我是scrapy的新手,我使用scrapy startproject zhanlang
构建了一个项目。
但是当我通过scrapy crawl zhanlang -o zhanlang.csv
启动蜘蛛时,它的工作速度非常慢!只有6个/分钟!这是我的代码:
def after_login(self, response):
#the site should log in,this function is TODO after login
yield Request(url="https://movie.douban.com/subject/26363254/comments?start=0&limit=20&sort=new_score&status=P",
meta={'cookiejar': response.meta['cookiejar']},
callback=self.parse
)
def parse(self,response):
item = ZhanlangItem()
for comment in response.xpath('//div[@class="comment-item"]'):
item['name'] = comment.xpath('./div[@class="avatar"]/a/@title').extract_first()
item['text'] = comment.xpath('./div[@class="comment"]/p/text()').extract()
item['vote'] = comment.xpath('.//span[@class="votes"]/text()').extract_first()
yield item
next_page_url = response.xpath('//a[@class="next"]/@href').extract()[0]

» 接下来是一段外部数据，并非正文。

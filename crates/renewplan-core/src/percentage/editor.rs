//! Percentage configuration for one drill-down selection.
//!
//! A selection of a B1 manages the B2 set under it; adding a B2 also manages
//! the B3 set under that pair; adding a B3 also manages its detail set.
//! Changing the selection means loading a new editor: sets are never merged
//! across parents.

use tracing::{debug, info, warn};

use crate::api::ApiError;
use crate::models::Level;

use super::buffer::{BalancingMode, EditBuffer};
use super::error::{CommitError, EditError, Imbalance, ValidationError};
use super::source::{SiblingScope, SiblingSource};

#[derive(Debug, Clone, PartialEq, Eq, Default)]
pub struct Selection {
    pub b1: String,
    pub b2: Option<String>,
    pub b3: Option<String>,
}

impl Selection {
    pub fn new(b1: impl Into<String>) -> Self {
        Self {
            b1: b1.into(),
            b2: None,
            b3: None,
        }
    }

    pub fn with_b2(mut self, b2: impl Into<String>) -> Self {
        self.b2 = Some(b2.into());
        self
    }

    pub fn with_b3(mut self, b3: impl Into<String>) -> Self {
        self.b3 = Some(b3.into());
        self
    }

    /// The sibling sets this selection manages, parents first.
    pub fn scopes(&self) -> Vec<SiblingScope> {
        let mut scopes = vec![SiblingScope::B2 {
            b1: self.b1.clone(),
        }];
        if let Some(ref b2) = self.b2 {
            scopes.push(SiblingScope::B3 {
                b1: self.b1.clone(),
                b2: b2.clone(),
            });
            if let Some(ref b3) = self.b3 {
                scopes.push(SiblingScope::Detail {
                    b1: self.b1.clone(),
                    b2: b2.clone(),
                    b3: b3.clone(),
                });
            }
        }
        scopes
    }
}

/// A percentage that reached the server during a commit.
#[derive(Debug, Clone, PartialEq, Eq)]
pub struct SavedItem {
    pub level: Level,
    pub value: String,
    pub percentage: u32,
}

#[derive(Debug, Clone, Default, PartialEq, Eq)]
pub struct CommitReport {
    pub saved: Vec<SavedItem>,
}

impl CommitReport {
    pub fn is_empty(&self) -> bool {
        self.saved.is_empty()
    }
}

#[derive(Debug, Clone)]
struct ManagedSet {
    scope: SiblingScope,
    buffer: EditBuffer,
}

pub struct PercentageEditor {
    selection: Selection,
    mode: BalancingMode,
    sets: Vec<ManagedSet>,
}

impl PercentageEditor {
    /// Load every set managed by `selection` into clean buffers.
    pub async fn load<S>(
        source: &S,
        selection: Selection,
        mode: BalancingMode,
    ) -> Result<Self, ApiError>
    where
        S: SiblingSource + ?Sized,
    {
        let mut sets = Vec::new();
        for scope in selection.scopes() {
            let items = source.fetch_siblings(&scope).await?;
            debug!(scope = %scope, items = items.len(), "Loaded sibling set");
            sets.push(ManagedSet {
                buffer: EditBuffer::new(scope.level(), items, mode),
                scope,
            });
        }

        Ok(Self {
            selection,
            mode,
            sets,
        })
    }

    pub fn selection(&self) -> &Selection {
        &self.selection
    }

    pub fn mode(&self) -> BalancingMode {
        self.mode
    }

    pub fn buffer(&self, level: Level) -> Option<&EditBuffer> {
        self.sets
            .iter()
            .find(|set| set.scope.level() == level)
            .map(|set| &set.buffer)
    }

    /// Managed sets in load order.
    pub fn buffers(&self) -> impl Iterator<Item = (&SiblingScope, &EditBuffer)> {
        self.sets.iter().map(|set| (&set.scope, &set.buffer))
    }

    fn buffer_mut(&mut self, level: Level) -> Result<&mut EditBuffer, EditError> {
        self.sets
            .iter_mut()
            .find(|set| set.scope.level() == level)
            .map(|set| &mut set.buffer)
            .ok_or(EditError::LevelNotLoaded(level))
    }

    pub fn update_percentage(
        &mut self,
        level: Level,
        value: &str,
        percentage: i32,
    ) -> Result<(), EditError> {
        self.buffer_mut(level)?.update_percentage(value, percentage)
    }

    pub fn distribute_evenly(&mut self, level: Level) -> Result<(), EditError> {
        self.buffer_mut(level)?.distribute_evenly();
        Ok(())
    }

    /// Discard all local edits. No network call.
    pub fn rollback(&mut self) {
        for set in &mut self.sets {
            set.buffer.rollback();
        }
    }

    pub fn is_dirty(&self) -> bool {
        self.sets.iter().any(|set| set.buffer.is_dirty())
    }

    /// Current total of each managed set, in load order.
    pub fn totals(&self) -> Vec<(Level, u64)> {
        self.sets
            .iter()
            .map(|set| (set.scope.level(), set.buffer.total()))
            .collect()
    }

    /// Check that every non-empty managed set sums to exactly 100.
    pub fn validate(&self) -> Result<(), ValidationError> {
        let imbalances: Vec<Imbalance> = self
            .sets
            .iter()
            .filter(|set| !set.buffer.is_balanced())
            .map(|set| Imbalance {
                level: set.scope.level(),
                scope: set.scope.to_string(),
                total: set.buffer.total(),
            })
            .collect();

        if imbalances.is_empty() {
            Ok(())
        } else {
            Err(ValidationError { imbalances })
        }
    }

    /// Save every item of every dirty set, then reload them from the server.
    ///
    /// Writes go out one at a time, parents first, and stop at the first
    /// failure. The buffers are left dirty on failure so the user can retry.
    pub async fn commit<S>(&mut self, source: &S) -> Result<CommitReport, CommitError>
    where
        S: SiblingSource + ?Sized,
    {
        self.validate()?;

        let dirty: Vec<usize> = (0..self.sets.len())
            .filter(|&i| self.sets[i].buffer.is_dirty())
            .collect();
        if dirty.is_empty() {
            debug!("No local changes to save");
            return Ok(CommitReport::default());
        }

        let mut saved = Vec::new();
        for &i in &dirty {
            let set = &self.sets[i];
            let level = set.scope.level();
            for item in set.buffer.items() {
                if let Err(e) = source
                    .save_percentage(&set.scope, &item.value, item.percentage)
                    .await
                {
                    warn!(scope = %set.scope, value = %item.value, saved = saved.len(), error = %e, "Save stopped partway");
                    return Err(CommitError::PartialWrite {
                        level,
                        value: item.value.clone(),
                        saved,
                        source: e,
                    });
                }
                saved.push(SavedItem {
                    level,
                    value: item.value.clone(),
                    percentage: item.percentage,
                });
            }
        }

        for &i in &dirty {
            let scope = self.sets[i].scope.clone();
            source.invalidate(&scope);
            let fresh = source
                .fetch_siblings(&scope)
                .await
                .map_err(|e| CommitError::Resync {
                    level: scope.level(),
                    source: e,
                })?;
            self.sets[i].buffer.replace(fresh);
        }

        info!(saved = saved.len(), "Saved percentage changes");
        Ok(CommitReport { saved })
    }

    /// Throw away local edits and reload every set from the server, bypassing the cache.
    pub async fn refresh<S>(&mut self, source: &S) -> Result<(), ApiError>
    where
        S: SiblingSource + ?Sized,
    {
        for set in &mut self.sets {
            source.invalidate(&set.scope);
            let fresh = source.fetch_siblings(&set.scope).await?;
            set.buffer.replace(fresh);
        }
        Ok(())
    }
}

next_page_url = "https://movie.douban.com/subject/26363254/comments"+next_page_url
if next_page_url is not None:
print next_page_url
yield Request(url=next_page_url,
meta={'cookiejar': response.meta['cookiejar']},
callback=self.parse
)
这是我的设置:
DOWNLOAD_DELAY = 0.5
# The download delay setting will honor only one of:
CONCURRENT_REQUESTS_PER_DOMAIN = 16
#CONCURRENT_REQUESTS_PER_IP = 16
DOWNLOADER_MIDDLEWARES = {
'scrapy.downloadermiddlewares.useragent.UserAgentMiddleware':None,
'zhanlang.middlewares.RandomUserAgentMiddleware':400,
}
我的middlewares.py是:
from fake_useragent import UserAgent
import requests, random, json
import base64
class RandomUserAgentMiddleware(object):
# random choice useragent
def __init__(self, crawler):
super(RandomUserAgentMiddleware, self).__init__()
self.ua = UserAgent()
self.ua_type = crawler.settings.get('RANDOM_UA_TYPE', 'random')
@classmethod
def from_crawler(cls, crawler):
return cls(crawler)
def process_request(self, request, spider):
def get_ua():
return getattr(self.ua, self.ua_type)
request.headers.setdefault('User-Agent', get_ua())
为什么它如此缓慢地爬行?我该怎么做才能提高速度?谢谢